Problem: Only a number is wanted here, namely how many lines of the data contain the string "false".

Records drawn from a dataset
>>>>

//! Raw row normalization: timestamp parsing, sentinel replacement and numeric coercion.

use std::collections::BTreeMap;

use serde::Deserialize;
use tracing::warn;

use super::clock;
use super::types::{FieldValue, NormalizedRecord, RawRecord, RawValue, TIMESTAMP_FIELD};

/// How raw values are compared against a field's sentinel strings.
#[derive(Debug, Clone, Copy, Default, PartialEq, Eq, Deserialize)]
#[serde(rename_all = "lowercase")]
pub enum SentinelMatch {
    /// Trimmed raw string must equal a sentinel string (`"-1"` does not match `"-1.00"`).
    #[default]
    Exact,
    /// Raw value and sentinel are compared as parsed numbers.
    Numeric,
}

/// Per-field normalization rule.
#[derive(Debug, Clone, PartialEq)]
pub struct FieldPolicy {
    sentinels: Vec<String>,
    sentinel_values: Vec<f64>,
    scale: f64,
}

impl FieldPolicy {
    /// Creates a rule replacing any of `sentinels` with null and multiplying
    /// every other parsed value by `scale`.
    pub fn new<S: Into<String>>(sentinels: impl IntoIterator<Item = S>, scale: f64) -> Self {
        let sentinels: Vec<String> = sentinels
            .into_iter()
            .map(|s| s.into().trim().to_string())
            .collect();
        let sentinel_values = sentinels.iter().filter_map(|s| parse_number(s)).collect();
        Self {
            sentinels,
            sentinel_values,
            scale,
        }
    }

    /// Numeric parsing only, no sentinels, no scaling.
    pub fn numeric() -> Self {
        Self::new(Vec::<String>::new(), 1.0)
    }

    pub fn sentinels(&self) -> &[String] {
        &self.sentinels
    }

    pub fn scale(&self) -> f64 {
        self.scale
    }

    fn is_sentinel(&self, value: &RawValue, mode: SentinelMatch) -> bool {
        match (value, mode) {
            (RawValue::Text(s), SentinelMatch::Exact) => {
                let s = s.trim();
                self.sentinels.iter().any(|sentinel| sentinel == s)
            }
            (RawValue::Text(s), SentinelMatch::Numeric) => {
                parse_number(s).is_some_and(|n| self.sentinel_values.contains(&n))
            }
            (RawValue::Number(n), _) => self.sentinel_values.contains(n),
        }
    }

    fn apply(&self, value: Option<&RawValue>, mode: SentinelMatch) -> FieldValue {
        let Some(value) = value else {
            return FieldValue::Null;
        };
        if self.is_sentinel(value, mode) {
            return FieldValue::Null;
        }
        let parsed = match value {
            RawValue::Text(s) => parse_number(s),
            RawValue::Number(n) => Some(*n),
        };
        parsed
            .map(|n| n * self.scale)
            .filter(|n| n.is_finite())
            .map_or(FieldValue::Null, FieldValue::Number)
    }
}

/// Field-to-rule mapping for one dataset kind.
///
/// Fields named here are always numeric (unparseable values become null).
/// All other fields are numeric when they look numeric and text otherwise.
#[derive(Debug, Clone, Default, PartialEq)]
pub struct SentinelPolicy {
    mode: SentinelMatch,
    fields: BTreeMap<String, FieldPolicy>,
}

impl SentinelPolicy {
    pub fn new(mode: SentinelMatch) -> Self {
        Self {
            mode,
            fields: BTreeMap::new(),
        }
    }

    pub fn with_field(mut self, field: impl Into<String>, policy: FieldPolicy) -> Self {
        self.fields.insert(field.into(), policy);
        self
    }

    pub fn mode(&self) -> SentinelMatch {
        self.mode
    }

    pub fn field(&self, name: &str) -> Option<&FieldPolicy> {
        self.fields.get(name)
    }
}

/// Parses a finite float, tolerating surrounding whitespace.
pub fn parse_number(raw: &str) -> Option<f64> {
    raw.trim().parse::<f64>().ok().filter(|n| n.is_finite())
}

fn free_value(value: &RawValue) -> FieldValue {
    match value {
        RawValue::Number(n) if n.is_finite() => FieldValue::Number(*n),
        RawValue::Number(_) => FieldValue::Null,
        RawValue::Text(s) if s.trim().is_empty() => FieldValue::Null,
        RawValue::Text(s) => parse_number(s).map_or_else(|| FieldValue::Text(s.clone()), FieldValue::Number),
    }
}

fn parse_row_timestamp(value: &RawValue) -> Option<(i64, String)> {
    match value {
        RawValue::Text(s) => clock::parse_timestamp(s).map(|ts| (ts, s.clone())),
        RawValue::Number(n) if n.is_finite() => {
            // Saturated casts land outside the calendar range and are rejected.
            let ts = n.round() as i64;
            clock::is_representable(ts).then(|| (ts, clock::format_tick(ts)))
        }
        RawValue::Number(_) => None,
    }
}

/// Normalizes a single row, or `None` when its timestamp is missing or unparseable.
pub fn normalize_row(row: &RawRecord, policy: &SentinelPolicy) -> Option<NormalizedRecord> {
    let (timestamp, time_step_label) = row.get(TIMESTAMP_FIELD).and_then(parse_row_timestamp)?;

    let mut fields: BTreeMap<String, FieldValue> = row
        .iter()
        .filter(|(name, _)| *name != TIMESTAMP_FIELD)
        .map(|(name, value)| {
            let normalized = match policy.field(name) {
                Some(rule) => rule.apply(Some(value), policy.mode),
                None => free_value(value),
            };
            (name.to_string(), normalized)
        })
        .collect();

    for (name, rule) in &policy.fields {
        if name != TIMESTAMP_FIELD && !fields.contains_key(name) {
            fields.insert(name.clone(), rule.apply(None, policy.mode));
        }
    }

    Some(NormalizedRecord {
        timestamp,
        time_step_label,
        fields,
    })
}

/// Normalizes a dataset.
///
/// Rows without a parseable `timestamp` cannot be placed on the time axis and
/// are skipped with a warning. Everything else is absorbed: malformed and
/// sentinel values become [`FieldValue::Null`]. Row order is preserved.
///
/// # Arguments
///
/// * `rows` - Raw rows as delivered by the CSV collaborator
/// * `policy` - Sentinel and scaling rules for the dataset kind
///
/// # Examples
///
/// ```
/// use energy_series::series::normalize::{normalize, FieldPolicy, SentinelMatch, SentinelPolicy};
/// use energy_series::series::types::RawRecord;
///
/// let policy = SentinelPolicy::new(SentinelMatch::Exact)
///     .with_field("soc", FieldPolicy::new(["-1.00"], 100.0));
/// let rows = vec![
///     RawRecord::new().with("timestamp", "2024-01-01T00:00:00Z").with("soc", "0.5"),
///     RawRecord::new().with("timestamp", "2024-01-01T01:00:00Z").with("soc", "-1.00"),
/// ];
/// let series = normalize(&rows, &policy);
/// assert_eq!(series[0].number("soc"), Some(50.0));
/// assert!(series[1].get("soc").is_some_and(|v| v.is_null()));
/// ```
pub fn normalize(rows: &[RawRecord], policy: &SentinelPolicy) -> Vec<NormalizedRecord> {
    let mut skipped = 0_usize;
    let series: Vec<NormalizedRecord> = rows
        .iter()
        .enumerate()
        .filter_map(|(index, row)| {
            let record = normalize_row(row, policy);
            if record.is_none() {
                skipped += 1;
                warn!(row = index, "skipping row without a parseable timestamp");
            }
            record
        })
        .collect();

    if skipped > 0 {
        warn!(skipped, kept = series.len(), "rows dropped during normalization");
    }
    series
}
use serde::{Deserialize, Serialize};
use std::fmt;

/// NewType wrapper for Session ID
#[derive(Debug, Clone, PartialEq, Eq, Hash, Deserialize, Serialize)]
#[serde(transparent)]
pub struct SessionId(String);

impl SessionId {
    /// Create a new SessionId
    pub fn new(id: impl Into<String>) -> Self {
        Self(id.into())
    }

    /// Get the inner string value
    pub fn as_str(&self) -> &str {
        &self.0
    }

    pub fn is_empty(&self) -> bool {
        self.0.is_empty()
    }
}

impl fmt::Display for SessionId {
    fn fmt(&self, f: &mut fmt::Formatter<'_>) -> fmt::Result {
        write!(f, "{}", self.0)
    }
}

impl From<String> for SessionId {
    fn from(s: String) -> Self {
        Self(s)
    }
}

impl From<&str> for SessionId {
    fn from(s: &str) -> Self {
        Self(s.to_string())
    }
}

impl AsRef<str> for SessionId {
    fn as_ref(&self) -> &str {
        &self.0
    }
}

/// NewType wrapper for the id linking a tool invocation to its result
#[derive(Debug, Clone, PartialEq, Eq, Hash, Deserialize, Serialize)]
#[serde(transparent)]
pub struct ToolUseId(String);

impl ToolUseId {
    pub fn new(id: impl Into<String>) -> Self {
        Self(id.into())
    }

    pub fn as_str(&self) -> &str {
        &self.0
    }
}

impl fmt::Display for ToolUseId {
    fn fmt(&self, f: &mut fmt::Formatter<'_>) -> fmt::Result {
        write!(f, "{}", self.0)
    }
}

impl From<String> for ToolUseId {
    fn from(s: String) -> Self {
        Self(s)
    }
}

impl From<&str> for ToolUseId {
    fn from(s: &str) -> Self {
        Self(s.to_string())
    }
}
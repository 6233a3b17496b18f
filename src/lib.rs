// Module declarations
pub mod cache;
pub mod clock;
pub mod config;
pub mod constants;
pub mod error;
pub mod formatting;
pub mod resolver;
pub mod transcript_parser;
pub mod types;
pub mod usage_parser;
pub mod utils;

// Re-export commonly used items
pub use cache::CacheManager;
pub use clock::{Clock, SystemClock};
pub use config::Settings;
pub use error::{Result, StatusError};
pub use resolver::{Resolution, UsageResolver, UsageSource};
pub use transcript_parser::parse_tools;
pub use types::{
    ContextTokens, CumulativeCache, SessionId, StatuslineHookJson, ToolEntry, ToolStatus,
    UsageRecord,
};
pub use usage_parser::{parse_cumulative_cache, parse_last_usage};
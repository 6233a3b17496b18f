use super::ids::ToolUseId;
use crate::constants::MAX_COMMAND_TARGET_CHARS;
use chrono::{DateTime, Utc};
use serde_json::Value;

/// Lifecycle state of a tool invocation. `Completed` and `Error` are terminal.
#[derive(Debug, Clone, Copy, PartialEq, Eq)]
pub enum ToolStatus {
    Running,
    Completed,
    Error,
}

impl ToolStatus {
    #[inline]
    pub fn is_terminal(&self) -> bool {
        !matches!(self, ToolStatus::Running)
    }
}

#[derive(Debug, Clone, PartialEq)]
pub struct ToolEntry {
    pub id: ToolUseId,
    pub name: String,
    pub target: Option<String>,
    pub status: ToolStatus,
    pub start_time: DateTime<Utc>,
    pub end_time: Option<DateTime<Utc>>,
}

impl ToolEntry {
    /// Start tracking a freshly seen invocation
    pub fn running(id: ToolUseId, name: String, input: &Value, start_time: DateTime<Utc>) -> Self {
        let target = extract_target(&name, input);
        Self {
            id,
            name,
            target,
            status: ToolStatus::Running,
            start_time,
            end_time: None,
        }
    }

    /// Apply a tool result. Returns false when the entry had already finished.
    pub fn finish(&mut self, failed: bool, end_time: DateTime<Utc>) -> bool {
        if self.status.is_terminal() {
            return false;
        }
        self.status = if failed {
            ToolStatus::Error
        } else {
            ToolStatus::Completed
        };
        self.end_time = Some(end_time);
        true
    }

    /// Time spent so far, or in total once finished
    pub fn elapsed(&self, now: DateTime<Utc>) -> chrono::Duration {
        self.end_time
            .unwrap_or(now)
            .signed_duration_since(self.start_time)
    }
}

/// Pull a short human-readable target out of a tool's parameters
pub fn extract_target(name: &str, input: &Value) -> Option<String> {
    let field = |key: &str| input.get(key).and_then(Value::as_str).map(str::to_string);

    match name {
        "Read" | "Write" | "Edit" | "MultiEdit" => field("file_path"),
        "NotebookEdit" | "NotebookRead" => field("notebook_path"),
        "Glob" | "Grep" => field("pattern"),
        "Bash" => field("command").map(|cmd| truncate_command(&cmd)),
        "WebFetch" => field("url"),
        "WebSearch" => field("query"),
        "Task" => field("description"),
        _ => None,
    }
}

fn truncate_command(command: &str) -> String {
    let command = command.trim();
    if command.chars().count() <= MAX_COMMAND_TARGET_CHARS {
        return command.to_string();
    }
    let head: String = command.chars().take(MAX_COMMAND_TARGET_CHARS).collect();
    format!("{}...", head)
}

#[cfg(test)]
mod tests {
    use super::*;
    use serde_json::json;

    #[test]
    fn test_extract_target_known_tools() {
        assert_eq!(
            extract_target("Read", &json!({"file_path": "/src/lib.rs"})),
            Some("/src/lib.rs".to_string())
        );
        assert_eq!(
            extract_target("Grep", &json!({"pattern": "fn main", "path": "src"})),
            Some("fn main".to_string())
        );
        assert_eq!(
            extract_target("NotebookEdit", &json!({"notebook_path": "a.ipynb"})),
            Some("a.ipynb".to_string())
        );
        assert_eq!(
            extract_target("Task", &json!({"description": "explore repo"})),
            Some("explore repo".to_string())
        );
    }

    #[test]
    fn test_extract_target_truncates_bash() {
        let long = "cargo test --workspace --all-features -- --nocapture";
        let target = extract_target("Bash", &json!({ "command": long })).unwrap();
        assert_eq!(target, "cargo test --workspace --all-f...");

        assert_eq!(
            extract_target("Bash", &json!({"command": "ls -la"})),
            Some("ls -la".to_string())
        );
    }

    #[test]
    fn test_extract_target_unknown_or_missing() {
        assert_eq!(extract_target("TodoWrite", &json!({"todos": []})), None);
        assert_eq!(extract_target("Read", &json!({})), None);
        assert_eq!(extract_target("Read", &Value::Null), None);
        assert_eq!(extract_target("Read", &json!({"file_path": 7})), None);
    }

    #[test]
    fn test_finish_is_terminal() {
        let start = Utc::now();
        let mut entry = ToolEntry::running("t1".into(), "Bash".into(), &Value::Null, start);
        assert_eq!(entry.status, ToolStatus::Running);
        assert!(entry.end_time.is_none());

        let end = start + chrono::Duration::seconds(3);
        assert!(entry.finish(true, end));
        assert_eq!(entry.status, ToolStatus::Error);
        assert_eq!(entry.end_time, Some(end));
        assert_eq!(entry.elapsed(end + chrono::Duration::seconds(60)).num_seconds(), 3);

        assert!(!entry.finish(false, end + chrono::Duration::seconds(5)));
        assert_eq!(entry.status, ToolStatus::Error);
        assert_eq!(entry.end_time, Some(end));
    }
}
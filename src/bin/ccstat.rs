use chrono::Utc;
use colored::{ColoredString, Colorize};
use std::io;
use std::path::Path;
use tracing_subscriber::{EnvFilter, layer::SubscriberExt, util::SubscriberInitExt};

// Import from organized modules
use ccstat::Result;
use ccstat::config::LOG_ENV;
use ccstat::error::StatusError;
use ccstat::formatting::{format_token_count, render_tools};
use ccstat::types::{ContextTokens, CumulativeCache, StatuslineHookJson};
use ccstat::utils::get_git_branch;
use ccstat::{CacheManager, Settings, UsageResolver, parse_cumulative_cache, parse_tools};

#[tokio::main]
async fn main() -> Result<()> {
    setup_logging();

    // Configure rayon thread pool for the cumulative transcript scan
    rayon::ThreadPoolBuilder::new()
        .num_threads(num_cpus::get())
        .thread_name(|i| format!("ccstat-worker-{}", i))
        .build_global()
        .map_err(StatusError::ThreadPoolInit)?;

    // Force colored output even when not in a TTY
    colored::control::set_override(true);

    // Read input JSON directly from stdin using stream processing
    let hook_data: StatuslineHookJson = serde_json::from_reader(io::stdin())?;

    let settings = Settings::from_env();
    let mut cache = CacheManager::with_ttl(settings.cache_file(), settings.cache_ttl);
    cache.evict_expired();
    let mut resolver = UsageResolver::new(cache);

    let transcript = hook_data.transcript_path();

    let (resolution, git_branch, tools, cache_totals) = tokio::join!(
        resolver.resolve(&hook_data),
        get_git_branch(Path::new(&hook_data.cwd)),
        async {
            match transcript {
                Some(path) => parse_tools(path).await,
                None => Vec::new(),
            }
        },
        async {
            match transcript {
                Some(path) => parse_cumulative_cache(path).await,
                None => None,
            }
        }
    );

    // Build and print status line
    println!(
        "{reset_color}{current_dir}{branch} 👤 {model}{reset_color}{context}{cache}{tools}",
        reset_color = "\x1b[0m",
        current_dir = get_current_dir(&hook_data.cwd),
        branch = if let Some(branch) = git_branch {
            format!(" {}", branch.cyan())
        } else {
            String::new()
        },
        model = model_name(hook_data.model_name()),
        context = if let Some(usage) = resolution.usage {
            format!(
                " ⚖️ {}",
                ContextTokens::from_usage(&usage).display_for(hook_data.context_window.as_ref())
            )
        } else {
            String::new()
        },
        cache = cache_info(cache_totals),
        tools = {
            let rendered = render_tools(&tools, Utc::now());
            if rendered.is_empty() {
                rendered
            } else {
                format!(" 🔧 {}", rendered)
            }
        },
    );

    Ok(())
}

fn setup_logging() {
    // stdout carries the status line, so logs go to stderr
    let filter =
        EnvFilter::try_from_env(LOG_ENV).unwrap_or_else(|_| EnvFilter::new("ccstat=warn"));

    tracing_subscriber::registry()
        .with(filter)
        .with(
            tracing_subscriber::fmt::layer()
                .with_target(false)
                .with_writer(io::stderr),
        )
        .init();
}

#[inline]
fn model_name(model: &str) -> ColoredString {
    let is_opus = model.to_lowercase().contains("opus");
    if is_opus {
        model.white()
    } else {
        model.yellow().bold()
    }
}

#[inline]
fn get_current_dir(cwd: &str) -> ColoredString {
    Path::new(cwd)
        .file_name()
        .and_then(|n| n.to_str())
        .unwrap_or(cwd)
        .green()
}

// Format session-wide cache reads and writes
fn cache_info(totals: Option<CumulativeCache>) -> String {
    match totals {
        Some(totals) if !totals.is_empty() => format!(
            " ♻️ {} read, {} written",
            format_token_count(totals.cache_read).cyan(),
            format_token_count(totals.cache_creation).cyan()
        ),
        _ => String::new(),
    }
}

<<<<

Written solution: 4